Saúde Mental: Sociedade tem de superar «estigma» que culpabiliza os doentes – Vítor Cotovio

Especialista apela a maior investimento público, para reforçar respostas na área

Foto: RR/Sofia Moreira

Lisboa, 10 out 2021 (Ecclesia) – O psiquiatra e psicoterapeuta Vítor Cotovio disse à Agência ECCLESIA e Rádio Renascença que o “estigma” em relação à saúde mental persiste em Portugal, apelando a maior investimento público, para reforçar respostas na área.

“Uma razão para as pessoas não irem ao tratamento é porque não têm os serviços acessíveis, outra é porque, às vezes, em determinados sítios, ou por vergonha, ou por culpa, podem adiar a ida aos serviços. Isso empobrece o prognóstico”, adverte o diretor clínico da Casa de Saúde do Telhal.

“Ainda há hospitais gerais que ainda não têm serviços de Psiquiatria. Têm de ter. Até para se desmontar o estigma, não é preciso por os doentes isolados”, acrescenta.

O convidado da entrevista semanal conjunta fala no Dia Mundial da Saúde, assinalando que “as pessoas têm de uma vez por todas perceber que não são culpadas por ter uma doença mental”.

“Todos nós somos responsáveis e isto que estamos a fazer também conta. É literacia em saúde mental. Porque os órgãos de comunicação social não podem só aparecer quando de repente alguém mata alguém”, aponta.

O especialista aborda o impacto da pandemia destacou que a crise da Covid-19 apanhou muitas pessoas “em barcos diferentes, por situações económicas, laborais e familiares diferentes”.

“Eu costumo dizer que a pandemia atacou aquilo que eu chamo a mão existencial estruturante”, indica, destacando a perda de capacidade de “lidar com o incontrolável e o imprevisível”.

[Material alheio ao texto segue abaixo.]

use anyhow::Result;
use clap::Parser;
use tokio::net::TcpListener;
use tracing::{info, warn};

use room_relay::{
    cli::{Cli, Command},
    client,
    server::Server,
};

fn init_tracing(command: &Command) {
    use tracing_subscriber::{EnvFilter, fmt};

    let filter = EnvFilter::try_from_default_env().unwrap_or_else(|_| EnvFilter::new("info"));
    let builder = fmt().with_env_filter(filter).with_target(false);
    // Client stdout is the chat transcript; keep logs off it.
    let _ = match command {
        Command::Serve(_) => builder.try_init(),
        Command::Client(_) => builder.with_writer(std::io::stderr).try_init(),
    };
}

#[tokio::main]
async fn main() -> Result<()> {
    let cli = Cli::parse();
    init_tracing(&cli.command);

    match cli.command {
        Command::Serve(args) => {
            let config = args.config();
            config.validate()?;

            let listener = TcpListener::bind(args.listen).await?;
            let server = Server::new(listener, config);
            let addr = server.local_addr()?;
            info!("relay listening on {}", addr);
            if let Err(err) = server.run_until_signal().await {
                warn!("relay exited with error: {err:?}");
                return Err(err);
            }
        }
        Command::Client(args) => client::run(args).await?,
    }

    Ok(())
}
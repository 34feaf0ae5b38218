use std::{
    future::{self, Future, IntoFuture},
    net::SocketAddr,
    sync::Arc,
};

use anyhow::{Context, Result};
use axum::{
    Json, Router,
    extract::{Query, State, WebSocketUpgrade},
    response::Response,
    routing::get,
};
use serde::Deserialize;
use serde_json::{Value, json};
use tokio::{net::TcpListener, select, signal, sync::oneshot, time};
use tower_http::{services::ServeDir, trace::TraceLayer};
use tracing::{info, warn};

use crate::{
    config::RelayConfig,
    connection,
    hub::{Hub, RoomSnapshot},
};

const DEFAULT_ROOM: &str = "general";
const DEFAULT_USERNAME: &str = "anonymous";

pub struct Server {
    listener: TcpListener,
    hub: Arc<Hub>,
    config: Arc<RelayConfig>,
}

impl Server {
    pub fn new(listener: TcpListener, config: RelayConfig) -> Self {
        Self {
            listener,
            hub: Arc::new(Hub::new()),
            config: Arc::new(config),
        }
    }

    pub fn local_addr(&self) -> std::io::Result<SocketAddr> {
        self.listener.local_addr()
    }

    pub fn hub(&self) -> Arc<Hub> {
        Arc::clone(&self.hub)
    }

    /// Serves until `shutdown` resolves, then closes the hub, gives open
    /// connections the configured grace period and waits for the delivery
    /// loop to finish.
    pub async fn run_until<F>(self, shutdown: F) -> Result<()>
    where
        F: Future<Output = ()> + Send + 'static,
    {
        let Server {
            listener,
            hub,
            config,
        } = self;

        let delivery = tokio::spawn({
            let hub = Arc::clone(&hub);
            async move { hub.run().await }
        });

        let (stopping_tx, stopping_rx) = oneshot::channel::<()>();
        let shutdown_hub = Arc::clone(&hub);
        let serve = axum::serve(listener, router(Arc::clone(&hub), Arc::clone(&config)))
            .with_graceful_shutdown(async move {
                shutdown.await;
                info!("relay shutting down");
                shutdown_hub.close().await;
                let _ = stopping_tx.send(());
            });
        let mut serve = std::pin::pin!(serve.into_future());

        select! {
            result = &mut serve => result.context("server stopped with error")?,
            _ = stopping_rx => {
                match time::timeout(config.shutdown_grace, serve).await {
                    Ok(result) => result.context("server stopped with error")?,
                    Err(_) => warn!(
                        grace = ?config.shutdown_grace,
                        "grace period elapsed with connections still open"
                    ),
                }
            }
        }

        hub.close().await;
        if time::timeout(config.shutdown_grace, delivery).await.is_err() {
            warn!("hub delivery loop did not stop within the grace period");
        }

        info!("relay stopped");
        Ok(())
    }

    /// Serves until Ctrl-C or, on unix, SIGTERM.
    pub async fn run_until_signal(self) -> Result<()> {
        self.run_until(shutdown_signal()).await
    }
}

/// Resolves on the first process shutdown signal. A handler that cannot be
/// installed never fires.
pub async fn shutdown_signal() {
    let ctrl_c = async {
        if let Err(err) = signal::ctrl_c().await {
            warn!(error = ?err, "failed to install ctrl-c handler");
            future::pending::<()>().await;
        }
    };

    #[cfg(unix)]
    let terminate = async {
        match signal::unix::signal(signal::unix::SignalKind::terminate()) {
            Ok(mut terminate) => {
                terminate.recv().await;
            }
            Err(err) => {
                warn!(error = ?err, "failed to install SIGTERM handler");
                future::pending::<()>().await;
            }
        }
    };

    #[cfg(not(unix))]
    let terminate = future::pending::<()>();

    select! {
        _ = ctrl_c => info!("received ctrl-c"),
        _ = terminate => info!("received SIGTERM"),
    }
}

#[derive(Clone)]
struct AppState {
    hub: Arc<Hub>,
    config: Arc<RelayConfig>,
}

pub fn router(hub: Arc<Hub>, config: Arc<RelayConfig>) -> Router {
    let static_files = ServeDir::new(&config.static_dir);

    Router::new()
        .route("/ws", get(upgrade))
        .route("/ping", get(ping))
        .route("/rooms", get(rooms))
        .fallback_service(static_files)
        .layer(TraceLayer::new_for_http())
        .with_state(AppState { hub, config })
}

/// Query parameters of the upgrade endpoint. Missing and empty values both
/// fall back to the defaults.
#[derive(Debug, Default, Deserialize)]
pub struct JoinParams {
    pub room: Option<String>,
    pub username: Option<String>,
}

impl JoinParams {
    pub fn resolve(self) -> (String, String) {
        let pick = |value: Option<String>, default: &str| {
            value
                .filter(|value| !value.is_empty())
                .unwrap_or_else(|| default.to_string())
        };
        (
            pick(self.room, DEFAULT_ROOM),
            pick(self.username, DEFAULT_USERNAME),
        )
    }
}

async fn upgrade(
    ws: WebSocketUpgrade,
    Query(params): Query<JoinParams>,
    State(state): State<AppState>,
) -> Response {
    let (room, username) = params.resolve();
    let AppState { hub, config } = state;

    ws.max_message_size(config.max_message_size)
        .max_frame_size(config.max_message_size)
        .on_upgrade(move |socket| connection::serve_connection(socket, hub, config, username, room))
}

async fn ping() -> Json<Value> {
    Json(json!({"ping": "pong"}))
}

async fn rooms(State(state): State<AppState>) -> Json<Vec<RoomSnapshot>> {
    Json(state.hub.rooms().await)
}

A entrevista aborda a situação dos mais novos, afetados pela falta dos seus contactos habituais, sobretudo no percurso educativo.

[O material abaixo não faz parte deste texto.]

//! Real-time room relay over websockets.
//!
//! Clients join a named room through `/ws?room=..&username=..` and exchange
//! text messages; the server announces joins, leaves and the room roster.
//! Each module focuses on a concrete responsibility:
//!
//! - [`hub`] owns the room table, serializes membership changes and fans
//!   every queued message out to the members of its room.
//! - [`room`] and [`member`] are the data the hub works on: a room is a set of
//!   member handles, a member is anything implementing [`member::Member`].
//! - [`connection`] adapts a live websocket into a member, running the read
//!   and write pumps with heartbeats, idle timeouts and write deadlines.
//! - [`message`] and [`wire`] describe the events and their two wire variants
//!   (JSON objects or plain text lines).
//! - [`server`] wires the hub into an axum router with static files and
//!   graceful shutdown; [`config`] and [`cli`] hold its tunables.
//! - [`client`] is a terminal client for manual testing.
//!
//! Integration tests drive the hub through a channel-backed test double and
//! the server through real websocket clients.

pub mod cli;
pub mod client;
pub mod config;
pub mod connection;
pub mod hub;
pub mod member;
pub mod message;
pub mod room;
pub mod server;
pub mod wire;
//! The connection hub: room table, membership serialization and fan-out.
//!
//! Registration and unregistration mutate the room table under a single
//! write lock. Outgoing messages are only enqueued by callers; one delivery
//! loop ([`Hub::run`]) drains the queue, so every room sees its messages in
//! enqueue order and no caller ever waits on a slow receiver.

use std::{
    collections::HashMap,
    sync::{
        Arc, Mutex, PoisonError,
        atomic::{AtomicBool, Ordering},
    },
};

use serde::Serialize;
use thiserror::Error;
use tokio::sync::{RwLock, mpsc};
use tracing::{debug, info, trace, warn};

use crate::{
    member::{Member, MemberRef},
    message::RoomMessage,
    room::Room,
};

#[derive(Debug, Clone, Copy, PartialEq, Eq, Error)]
pub enum RegisterError {
    #[error("hub is closed")]
    HubClosed,
}

/// Point-in-time view of one room, as served by `/rooms`.
#[derive(Debug, Clone, PartialEq, Eq, Serialize)]
pub struct RoomSnapshot {
    pub name: String,
    pub users: Vec<String>,
}

pub struct Hub {
    rooms: RwLock<HashMap<String, Room>>,
    // Unbounded: the delivery loop enqueues leave/presence for members it
    // evicts, so a bounded queue could wait on itself.
    queue: Mutex<Option<mpsc::UnboundedSender<RoomMessage>>>,
    inbox: Mutex<Option<mpsc::UnboundedReceiver<RoomMessage>>>,
    closed: AtomicBool,
}

impl Hub {
    pub fn new() -> Self {
        let (queue, inbox) = mpsc::unbounded_channel();
        Self {
            rooms: RwLock::new(HashMap::new()),
            queue: Mutex::new(Some(queue)),
            inbox: Mutex::new(Some(inbox)),
            closed: AtomicBool::new(false),
        }
    }

    pub fn is_closed(&self) -> bool {
        self.closed.load(Ordering::Acquire)
    }

    /// Adds the member to its room, creating the room if needed, then
    /// announces it with `join` and, when others are present, `presence`.
    pub async fn register_member(&self, member: Arc<dyn Member>) -> Result<(), RegisterError> {
        let member = MemberRef::new(member);
        let mut rooms = self.rooms.write().await;

        if self.is_closed() {
            member.close_sink();
            return Err(RegisterError::HubClosed);
        }

        let room_name = member.current_room().to_string();
        let room = rooms
            .entry(room_name.clone())
            .or_insert_with(|| Room::new(room_name.clone()));
        if !room.insert(member.clone()) {
            return Ok(());
        }

        // Enqueued under the write lock so the pair reports this exact roster.
        self.broadcast_message(RoomMessage::join(&room_name, member.username()));
        if room.len() > 1 {
            self.broadcast_message(RoomMessage::presence(&room_name, room.usernames()));
        }
        drop(rooms);

        info!(room = %room_name, username = %member.username(), "member joined");
        Ok(())
    }

    /// Removes the member from its room, announcing `leave` and, if anyone
    /// remains, `presence`. The member's sink is closed in every case.
    pub async fn unregister_member(&self, member: &Arc<dyn Member>) {
        let member = MemberRef::new(Arc::clone(member));
        let room_name = member.current_room();
        let mut rooms = self.rooms.write().await;

        // `None` when the member was not registered, `Some(empty)` when the
        // room has just been emptied.
        let remaining = rooms.get_mut(room_name).and_then(|room| {
            if !room.remove(&member) {
                return None;
            }
            Some((!room.is_empty()).then(|| room.usernames()))
        });

        if let Some(roster) = remaining {
            self.broadcast_message(RoomMessage::leave(room_name, member.username()));
            match roster {
                Some(roster) => self.broadcast_message(RoomMessage::presence(room_name, roster)),
                None => {
                    rooms.remove(room_name);
                    debug!(room = %room_name, "room emptied and removed");
                }
            }
            info!(room = %room_name, username = %member.username(), "member left");
        }
        drop(rooms);

        member.close_sink();
    }

    /// Queues a message for fan-out. A no-op once the hub is closed.
    pub fn broadcast_message(&self, message: RoomMessage) {
        let queue = self.queue.lock().unwrap_or_else(PoisonError::into_inner);
        match queue.as_ref() {
            Some(queue) => {
                if queue.send(message).is_err() {
                    trace!("delivery loop gone, dropping message");
                }
            }
            None => trace!(room = %message.room, "hub closed, dropping message"),
        }
    }

    /// The delivery loop. Returns once the hub is closed and the queue drained.
    pub async fn run(&self) {
        let inbox = self
            .inbox
            .lock()
            .unwrap_or_else(PoisonError::into_inner)
            .take();
        let Some(mut inbox) = inbox else {
            warn!("hub delivery loop is already running");
            return;
        };

        while let Some(message) = inbox.recv().await {
            let evicted = self.deliver(Arc::new(message)).await;
            for member in evicted {
                debug!(
                    room = %member.current_room(),
                    username = %member.username(),
                    "evicting member that is not keeping up"
                );
                self.unregister_member(member.handle()).await;
            }
        }

        debug!("hub delivery loop stopped");
    }

    /// Attempts delivery to every member of the target room, returning the
    /// members whose queue refused the message.
    async fn deliver(&self, message: Arc<RoomMessage>) -> Vec<MemberRef> {
        let rooms = self.rooms.read().await;
        let Some(room) = rooms.get(&message.room) else {
            debug!(room = %message.room, "no such room, dropping message");
            return Vec::new();
        };

        room.members()
            .filter(|member| member.try_deliver(Arc::clone(&message)).is_err())
            .cloned()
            .collect()
    }

    /// Closes every member sink directly and stops the delivery loop after it
    /// drains. Safe to call more than once.
    pub async fn close(&self) {
        let mut rooms = self.rooms.write().await;
        if self.closed.swap(true, Ordering::AcqRel) {
            return;
        }

        let mut closed = 0usize;
        for (_, mut room) in rooms.drain() {
            for member in room.drain() {
                member.close_sink();
                closed += 1;
            }
        }
        drop(rooms);

        self.queue
            .lock()
            .unwrap_or_else(PoisonError::into_inner)
            .take();
        info!(members = closed, "hub closed");
    }

    /// Rooms currently in the table, sorted by name.
    pub async fn rooms(&self) -> Vec<RoomSnapshot> {
        let rooms = self.rooms.read().await;
        let mut snapshot: Vec<RoomSnapshot> = rooms
            .values()
            .map(|room| RoomSnapshot {
                name: room.name().to_string(),
                users: room.usernames(),
            })
            .collect();
        snapshot.sort_unstable_by(|a, b| a.name.cmp(&b.name));
        snapshot
    }
}

impl Default for Hub {
    fn default() -> Self {
        Self::new()
    }
}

Nas escolas, agora no pós-pandemia, devia haver uma atenção serena, não uma atenção desesperada, porque não temos de psiquiatrizar tudo na vida, mas também não devemos fazer o contrário”.

Vítor Cotovio identifica, em Portugal, um grande problema de “acessibilidade e da rapidez da resposta”, com muitas pessoas que não tiveram a primeira consulta de forma atempada.

“É preciso que existam mais serviços para que a acessibilidade melhore, a proximidade, a continuidade de cuidados”, defende.

“Vêm aí os 85 milhões de euros do Plano de Recuperação e Resiliência (PRR) para a Psiquiatria e Saúde Mental. Vamos ver como é que são arrumados, como é que isto melhora os serviços”, prossegue.

O diretor clínico da Casa de Saúde do Telhal, das Irmãs Hospitaleira do Sagrado Coração de Jesus, pede uma revisão dos acordos com o Estado e a atualização do que foi acordado em 1983 com as religiosas e os Irmãos de São João de Deus.

“O que o Estado nos paga são 42 euros de diária, mas num hospital psiquiátrico do Estado, os doentes de superior complexidade são pagos a 75 euros. Só que os doentes de superior complexidade, os chamados doentes difíceis, muitas vezes são encaminhados para nós, porque não têm lugar nos serviços dos hospitais gerais”, exemplifica.

O psiquiatra adverte que em 2030 a depressão será o maior responsável pela “carga global de doença”.

“Não podemos andar a dizer isto à boca cheia e depois não criar serviços que respondam a estas realidades”, assinala.